### Prompt
In the data below, how many lines include the string "shared"? Give only the number.

★ ★ ★ ★ ★ ★ ★

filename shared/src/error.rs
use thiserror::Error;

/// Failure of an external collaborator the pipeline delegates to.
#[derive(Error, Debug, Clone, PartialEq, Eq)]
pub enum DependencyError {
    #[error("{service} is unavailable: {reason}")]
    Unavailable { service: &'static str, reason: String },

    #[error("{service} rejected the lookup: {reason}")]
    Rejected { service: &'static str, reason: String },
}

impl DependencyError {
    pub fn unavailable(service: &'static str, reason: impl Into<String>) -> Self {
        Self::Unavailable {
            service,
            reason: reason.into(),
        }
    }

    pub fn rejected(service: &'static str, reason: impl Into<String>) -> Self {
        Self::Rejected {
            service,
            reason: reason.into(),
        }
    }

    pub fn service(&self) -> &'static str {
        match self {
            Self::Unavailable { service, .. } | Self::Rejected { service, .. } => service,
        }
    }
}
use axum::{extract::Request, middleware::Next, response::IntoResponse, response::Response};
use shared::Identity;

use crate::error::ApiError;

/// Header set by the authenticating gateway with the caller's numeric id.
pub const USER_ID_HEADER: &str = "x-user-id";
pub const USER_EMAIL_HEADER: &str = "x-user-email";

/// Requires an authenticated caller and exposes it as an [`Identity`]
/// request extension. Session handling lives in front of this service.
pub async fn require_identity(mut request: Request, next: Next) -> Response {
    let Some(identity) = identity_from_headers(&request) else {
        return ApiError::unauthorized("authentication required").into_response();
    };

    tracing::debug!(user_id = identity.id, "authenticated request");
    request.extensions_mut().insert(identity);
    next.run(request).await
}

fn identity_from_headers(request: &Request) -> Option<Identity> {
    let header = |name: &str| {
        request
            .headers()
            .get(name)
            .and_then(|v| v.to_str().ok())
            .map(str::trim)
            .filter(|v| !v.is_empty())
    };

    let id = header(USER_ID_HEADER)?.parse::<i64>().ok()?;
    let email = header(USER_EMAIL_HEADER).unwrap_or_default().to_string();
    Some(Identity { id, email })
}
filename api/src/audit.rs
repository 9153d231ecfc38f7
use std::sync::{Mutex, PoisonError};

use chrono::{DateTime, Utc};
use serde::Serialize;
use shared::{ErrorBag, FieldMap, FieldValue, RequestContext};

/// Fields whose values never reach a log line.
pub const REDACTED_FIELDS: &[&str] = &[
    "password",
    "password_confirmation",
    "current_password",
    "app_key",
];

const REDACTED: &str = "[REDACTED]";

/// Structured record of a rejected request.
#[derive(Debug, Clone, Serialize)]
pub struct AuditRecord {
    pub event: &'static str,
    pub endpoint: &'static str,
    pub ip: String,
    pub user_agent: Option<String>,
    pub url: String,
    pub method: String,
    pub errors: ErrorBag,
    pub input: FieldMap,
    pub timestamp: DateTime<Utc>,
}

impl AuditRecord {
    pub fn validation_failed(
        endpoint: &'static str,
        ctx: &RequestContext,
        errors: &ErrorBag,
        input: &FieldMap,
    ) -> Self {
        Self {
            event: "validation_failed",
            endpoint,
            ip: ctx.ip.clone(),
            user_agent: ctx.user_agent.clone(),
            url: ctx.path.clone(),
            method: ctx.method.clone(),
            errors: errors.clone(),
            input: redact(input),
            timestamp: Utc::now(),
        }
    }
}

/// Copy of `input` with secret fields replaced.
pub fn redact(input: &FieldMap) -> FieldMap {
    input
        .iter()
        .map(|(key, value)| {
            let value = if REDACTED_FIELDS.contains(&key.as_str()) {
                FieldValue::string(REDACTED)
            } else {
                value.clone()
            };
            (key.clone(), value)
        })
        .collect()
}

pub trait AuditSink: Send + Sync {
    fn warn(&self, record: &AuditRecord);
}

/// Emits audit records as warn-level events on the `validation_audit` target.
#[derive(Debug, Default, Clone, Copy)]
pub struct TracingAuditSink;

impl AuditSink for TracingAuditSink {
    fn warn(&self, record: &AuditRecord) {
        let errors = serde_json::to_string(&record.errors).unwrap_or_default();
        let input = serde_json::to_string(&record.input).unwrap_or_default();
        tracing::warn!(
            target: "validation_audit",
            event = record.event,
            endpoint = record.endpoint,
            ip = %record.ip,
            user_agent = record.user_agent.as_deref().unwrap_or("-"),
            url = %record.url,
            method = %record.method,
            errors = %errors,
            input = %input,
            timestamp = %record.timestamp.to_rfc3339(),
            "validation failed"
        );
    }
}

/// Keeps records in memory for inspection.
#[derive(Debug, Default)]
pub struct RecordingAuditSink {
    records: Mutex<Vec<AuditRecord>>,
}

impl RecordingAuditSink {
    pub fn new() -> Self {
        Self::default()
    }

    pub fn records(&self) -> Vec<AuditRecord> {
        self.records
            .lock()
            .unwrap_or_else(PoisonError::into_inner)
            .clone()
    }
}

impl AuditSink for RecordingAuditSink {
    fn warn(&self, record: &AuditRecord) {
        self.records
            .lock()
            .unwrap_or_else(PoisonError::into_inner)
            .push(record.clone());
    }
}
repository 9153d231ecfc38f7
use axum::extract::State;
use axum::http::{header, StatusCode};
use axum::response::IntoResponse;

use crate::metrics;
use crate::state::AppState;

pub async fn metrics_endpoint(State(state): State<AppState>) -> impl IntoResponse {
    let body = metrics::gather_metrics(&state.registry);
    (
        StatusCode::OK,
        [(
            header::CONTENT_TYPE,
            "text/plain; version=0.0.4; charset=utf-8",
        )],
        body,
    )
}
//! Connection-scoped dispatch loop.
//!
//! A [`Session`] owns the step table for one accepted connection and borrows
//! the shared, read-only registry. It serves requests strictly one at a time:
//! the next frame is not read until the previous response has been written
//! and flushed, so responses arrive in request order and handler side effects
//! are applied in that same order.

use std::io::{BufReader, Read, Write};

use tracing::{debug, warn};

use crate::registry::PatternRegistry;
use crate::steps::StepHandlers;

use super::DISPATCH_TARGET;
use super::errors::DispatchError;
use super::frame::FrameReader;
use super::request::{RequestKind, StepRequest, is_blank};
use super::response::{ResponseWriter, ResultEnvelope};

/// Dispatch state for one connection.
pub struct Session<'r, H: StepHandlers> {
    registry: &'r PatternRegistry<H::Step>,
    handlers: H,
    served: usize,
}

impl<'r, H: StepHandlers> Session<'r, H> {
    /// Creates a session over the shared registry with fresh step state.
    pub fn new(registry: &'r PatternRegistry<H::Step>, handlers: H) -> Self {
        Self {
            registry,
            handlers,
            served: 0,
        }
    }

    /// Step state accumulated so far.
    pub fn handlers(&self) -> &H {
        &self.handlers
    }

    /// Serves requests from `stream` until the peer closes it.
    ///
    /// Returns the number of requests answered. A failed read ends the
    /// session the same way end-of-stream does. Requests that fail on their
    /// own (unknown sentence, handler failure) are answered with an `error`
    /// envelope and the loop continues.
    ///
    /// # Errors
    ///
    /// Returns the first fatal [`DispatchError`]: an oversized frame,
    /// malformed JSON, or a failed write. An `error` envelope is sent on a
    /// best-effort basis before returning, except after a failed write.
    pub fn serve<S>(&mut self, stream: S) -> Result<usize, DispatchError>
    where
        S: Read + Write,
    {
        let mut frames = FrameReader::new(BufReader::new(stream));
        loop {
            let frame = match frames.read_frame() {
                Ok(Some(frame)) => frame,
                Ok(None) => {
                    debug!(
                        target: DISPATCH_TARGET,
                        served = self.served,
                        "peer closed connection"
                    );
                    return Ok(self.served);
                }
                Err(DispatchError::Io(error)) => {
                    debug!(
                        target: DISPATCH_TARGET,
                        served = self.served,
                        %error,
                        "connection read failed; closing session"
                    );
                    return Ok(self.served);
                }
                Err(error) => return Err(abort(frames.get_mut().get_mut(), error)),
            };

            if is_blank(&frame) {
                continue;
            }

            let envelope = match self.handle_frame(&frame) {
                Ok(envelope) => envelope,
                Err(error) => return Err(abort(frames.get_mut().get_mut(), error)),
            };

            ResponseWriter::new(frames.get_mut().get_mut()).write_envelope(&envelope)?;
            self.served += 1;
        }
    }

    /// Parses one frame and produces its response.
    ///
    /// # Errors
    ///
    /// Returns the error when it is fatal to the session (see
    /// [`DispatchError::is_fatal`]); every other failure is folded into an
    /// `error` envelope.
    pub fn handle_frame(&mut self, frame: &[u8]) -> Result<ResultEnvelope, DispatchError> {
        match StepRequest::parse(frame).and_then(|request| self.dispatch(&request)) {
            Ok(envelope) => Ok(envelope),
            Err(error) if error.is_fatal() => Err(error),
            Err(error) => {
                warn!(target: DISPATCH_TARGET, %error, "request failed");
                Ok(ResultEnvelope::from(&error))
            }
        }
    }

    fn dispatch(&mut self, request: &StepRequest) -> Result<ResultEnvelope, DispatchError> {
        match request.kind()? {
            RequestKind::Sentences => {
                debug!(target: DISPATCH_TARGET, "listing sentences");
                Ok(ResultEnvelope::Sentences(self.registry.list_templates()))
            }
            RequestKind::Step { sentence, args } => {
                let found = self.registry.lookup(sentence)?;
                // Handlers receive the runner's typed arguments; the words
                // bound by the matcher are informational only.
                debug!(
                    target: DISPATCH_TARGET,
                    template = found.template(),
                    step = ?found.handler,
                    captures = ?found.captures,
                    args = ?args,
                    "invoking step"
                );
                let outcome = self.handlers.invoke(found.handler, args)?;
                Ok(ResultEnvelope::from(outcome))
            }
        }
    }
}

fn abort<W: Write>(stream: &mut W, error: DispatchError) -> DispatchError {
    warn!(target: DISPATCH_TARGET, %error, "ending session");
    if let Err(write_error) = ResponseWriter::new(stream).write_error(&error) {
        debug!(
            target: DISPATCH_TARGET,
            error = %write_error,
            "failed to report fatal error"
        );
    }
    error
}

★ ★ ★ ★ ★ ★ ★

### Exercise solution
5